More crewmen and soldiers came into sight, racing across the main deck. A strange luminescent figure stalked their heels. Shaped much as a man, but it was shimmering, translucent, and indistinct. The creature moved at a slow walk, with knees deeply bent, plodding as if it bore a great weight. A scent of brimstone and burning wood polluted the air at its approach. Steam sputtered and rose from its feet with each step it took, as if the water on the wet deck boiled away at its very touch.
Men poured onto the main deck from the lower levels, weapons at the ready. They surrounded the creature but gave it wide berth, reluctant to attack the unnatural thing.
“Stand aside,” said Slaayde, pushing past Theta. Slaayde leaped from the top of the ladder and plunged to the main deck. He landed lightly on his feet despite his bulk. N’Paag remained at the wheel.
Slaayde pushed past the crewmen and soldiers, charged forward, and swung his sword—a two-handed overhand strike, aimed for the monster’s neck. The vicious blow passed clear through the creature, but met no resistance, no impact at all.
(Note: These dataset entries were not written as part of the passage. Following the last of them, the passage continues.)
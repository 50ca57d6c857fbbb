use std::fmt;

use chrono::{DateTime, Utc};
use serde::{Deserialize, Serialize};
use serde_json::{Value, json};

use crate::state::{ProgressProjection, StoryIdea};

/// Outbound event categories; each maps to a per-user topic segment.
#[derive(Clone, Copy, Debug, Serialize, Deserialize, PartialEq, Eq, Hash)]
#[serde(rename_all = "snake_case")]
pub enum EventKind {
    /// Generation progress snapshots.
    Progress,
    /// Gate and terminal notifications (selection ready, approval ready,
    /// completed, failed, cancelled).
    Notification,
    /// Deletion progress and completion.
    DeletionProgress,
    /// Objective cascade updates and milestones.
    ObjectiveUpdate,
    /// Input errors for commands that never created workflow state.
    Error,
}

impl EventKind {
    /// Default topic segment for `user:{user_id}:{segment}` routing.
    ///
    /// Notification-class events override this with their label so that each
    /// gate and terminal outcome gets its own topic; a consumer can subscribe
    /// to `user:{id}:core_approval_ready` without sifting a shared channel.
    #[must_use]
    pub fn topic_segment(&self) -> &'static str {
        match self {
            Self::Progress => "progress",
            Self::Notification => "notification",
            Self::DeletionProgress => "deletion_progress",
            Self::ObjectiveUpdate => "objectives",
            Self::Error => "error",
        }
    }
}

/// One event published toward a user.
///
/// `label` names the specific occurrence within the kind (for example
/// `"story_selection_ready"` within `Notification`); `payload` carries the
/// kind-specific body and stays opaque to the bus and sinks.
#[derive(Clone, Debug, Serialize, Deserialize, PartialEq)]
pub struct OutboundEvent {
    pub kind: EventKind,
    pub label: String,
    /// Absent for input errors from bodies with no usable `request_id`.
    pub request_id: Option<String>,
    /// Absent only for unattributable input errors; such events go to an
    /// operator topic instead of a user topic.
    pub user_id: Option<String>,
    pub payload: Value,
    pub timestamp: DateTime<Utc>,
}

impl OutboundEvent {
    pub fn new(
        kind: EventKind,
        label: impl Into<String>,
        request_id: Option<String>,
        user_id: Option<String>,
        payload: Value,
    ) -> Self {
        Self {
            kind,
            label: label.into(),
            request_id,
            user_id,
            payload,
            timestamp: Utc::now(),
        }
    }

    /// The topic this event is delivered on.
    ///
    /// Snapshot streams (`progress`, `deletion_progress`, `objectives`,
    /// `error`) share one segment per kind; notifications and the deletion
    /// completion use their label as the segment so downstream consumers can
    /// subscribe narrowly.
    #[must_use]
    pub fn topic(&self) -> String {
        let segment = match self.kind {
            EventKind::Notification => self.label.as_str(),
            EventKind::DeletionProgress if self.label == "deletion_completed" => {
                self.label.as_str()
            }
            _ => self.kind.topic_segment(),
        };
        match &self.user_id {
            Some(user_id) => format!("user:{user_id}:{segment}"),
            None => format!("system:{segment}"),
        }
    }

    /// Generation progress snapshot.
    pub fn progress(projection: &ProgressProjection) -> Self {
        Self::new(
            EventKind::Progress,
            "progress",
            Some(projection.request_id.clone()),
            Some(projection.user_id.clone()),
            json!(projection),
        )
    }

    /// Story candidates are ready for the selection gate.
    pub fn story_selection_ready(
        request_id: impl Into<String>,
        user_id: impl Into<String>,
        ideas: &[StoryIdea],
    ) -> Self {
        Self::new(
            EventKind::Notification,
            "story_selection_ready",
            Some(request_id.into()),
            Some(user_id.into()),
            json!({ "story_ideas": ideas }),
        )
    }

    /// The campaign core is ready for the approval gate.
    pub fn core_approval_ready(
        request_id: impl Into<String>,
        user_id: impl Into<String>,
        core: &Value,
    ) -> Self {
        Self::new(
            EventKind::Notification,
            "core_approval_ready",
            Some(request_id.into()),
            Some(user_id.into()),
            json!({ "campaign_core": core }),
        )
    }

    /// Terminal success with the final campaign id.
    pub fn campaign_completed(
        request_id: impl Into<String>,
        user_id: impl Into<String>,
        campaign_id: impl Into<String>,
    ) -> Self {
        Self::new(
            EventKind::Notification,
            "campaign_completed",
            Some(request_id.into()),
            Some(user_id.into()),
            json!({ "campaign_id": campaign_id.into() }),
        )
    }

    /// Terminal failure with the message that exhausted the workflow.
    pub fn campaign_failed(
        request_id: impl Into<String>,
        user_id: impl Into<String>,
        message: impl Into<String>,
    ) -> Self {
        Self::new(
            EventKind::Notification,
            "campaign_failed",
            Some(request_id.into()),
            Some(user_id.into()),
            json!({ "message": message.into() }),
        )
    }

    /// A paused workflow was cancelled by its user.
    pub fn campaign_cancelled(
        request_id: impl Into<String>,
        user_id: impl Into<String>,
    ) -> Self {
        Self::new(
            EventKind::Notification,
            "campaign_cancelled",
            Some(request_id.into()),
            Some(user_id.into()),
            Value::Null,
        )
    }

    /// Deletion progress snapshot.
    pub fn deletion_progress(projection: &ProgressProjection) -> Self {
        Self::new(
            EventKind::DeletionProgress,
            "deletion_progress",
            Some(projection.request_id.clone()),
            Some(projection.user_id.clone()),
            json!(projection),
        )
    }

    /// Deletion finished; `warnings` lists any categories that were skipped.
    pub fn deletion_completed(
        request_id: impl Into<String>,
        user_id: impl Into<String>,
        campaign_id: impl Into<String>,
        deleted_count: usize,
        warnings: &[String],
    ) -> Self {
        Self::new(
            EventKind::DeletionProgress,
            "deletion_completed",
            Some(request_id.into()),
            Some(user_id.into()),
            json!({
                "campaign_id": campaign_id.into(),
                "deleted_count": deleted_count,
                "warnings": warnings,
            }),
        )
    }

    /// One objective level changed during a cascade.
    pub fn objective_progress(
        user_id: impl Into<String>,
        campaign_id: impl Into<String>,
        level: &'static str,
        objective_id: impl Into<String>,
        percentage: f64,
        status: impl Serialize,
    ) -> Self {
        Self::new(
            EventKind::ObjectiveUpdate,
            "objective_progress",
            None,
            Some(user_id.into()),
            json!({
                "campaign_id": campaign_id.into(),
                "level": level,
                "objective_id": objective_id.into(),
                "percentage": percentage,
                "status": status,
            }),
        )
    }

    /// A campaign objective completed; `unlocks` lists released content ids.
    pub fn milestone_reached(
        user_id: impl Into<String>,
        campaign_id: impl Into<String>,
        objective_id: impl Into<String>,
        unlocks: &[String],
    ) -> Self {
        Self::new(
            EventKind::ObjectiveUpdate,
            "milestone_reached",
            None,
            Some(user_id.into()),
            json!({
                "campaign_id": campaign_id.into(),
                "objective_id": objective_id.into(),
                "unlocks": unlocks,
            }),
        )
    }

    /// Input error for a command that never created workflow state.
    pub fn input_error(
        request_id: Option<String>,
        user_id: Option<String>,
        message: impl Into<String>,
    ) -> Self {
        Self::new(
            EventKind::Error,
            "input_error",
            request_id,
            user_id,
            json!({ "message": message.into() }),
        )
    }

    /// Render into the normalized JSON wire shape sinks write out.
    #[must_use]
    pub fn to_json_value(&self) -> Value {
        json!({
            "topic": self.topic(),
            "kind": self.kind,
            "label": self.label,
            "request_id": self.request_id,
            "user_id": self.user_id,
            "payload": self.payload,
            "timestamp": self.timestamp.to_rfc3339(),
        })
    }

    pub fn to_json_string(&self) -> Result<String, serde_json::Error> {
        serde_json::to_string(&self.to_json_value())
    }
}

impl fmt::Display for OutboundEvent {
    fn fmt(&self, f: &mut fmt::Formatter<'_>) -> fmt::Result {
        write!(f, "[{}] {}", self.topic(), self.label)
    }
}

#[cfg(test)]
mod tests {
    use super::*;

    #[test]
    fn notification_topics_are_phase_scoped() {
        let event = OutboundEvent::campaign_completed("r1", "u7", "c1");
        assert_eq!(event.topic(), "user:u7:campaign_completed");

        let ideas: Vec<crate::state::StoryIdea> = Vec::new();
        let event = OutboundEvent::story_selection_ready("r1", "u7", &ideas);
        assert_eq!(event.topic(), "user:u7:story_selection_ready");

        let event = OutboundEvent::deletion_completed("r1", "u7", "c1", 0, &[]);
        assert_eq!(event.topic(), "user:u7:deletion_completed");
    }

    #[test]
    fn unattributable_errors_route_to_system() {
        let event = OutboundEvent::input_error(None, None, "not json");
        assert_eq!(event.topic(), "system:error");
    }

    #[test]
    fn json_shape_is_stable() {
        let event = OutboundEvent::campaign_failed("r1", "u1", "boom");
        let value = event.to_json_value();
        assert_eq!(value["kind"], "notification");
        assert_eq!(value["label"], "campaign_failed");
        assert_eq!(value["payload"]["message"], "boom");
    }
}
Overbalanced, Slaayde stumbled to his knees directly before the thing.
The creature’s claws raked down.
The captain ducked, evading the blow that would have killed him instantly. The creature’s claws no more than brushed across the blonde hair atop Slaayde’s head. Such was the thing’s unholy power, that merest touch did damage enough. Slaayde’s head rolled to the side; his limbs went limp, his eyes closed.
The creature stepped forward to finish him off. A massive figure appeared behind Slaayde, grabbed him about the collar, and flung him clear just as the creature’s claws raked down again. “Take it down,” shouted Tug.
A crewman swung down from the mast on a rope and crashed feet first into the creature from behind while Tug dragged Slaayde clear of the battle. Just as Slaayde’s sword, the man sailed clear through the thing, as if it were completely insubstantial, some mere apparition or shadow of what once was. The crewman howled when he passed through the thing and let go the rope. When he hit the deck, his body exploded into a cloud of dust and rotted clothing.
Men rushed in to strike the creature, but each blade passed through it, just as ineffective as the last. The creature lashed out and struck one man and then another. Both exploded into heaps of dust at the hellspawn’s touch, their screams echoing through the souls of all aboard.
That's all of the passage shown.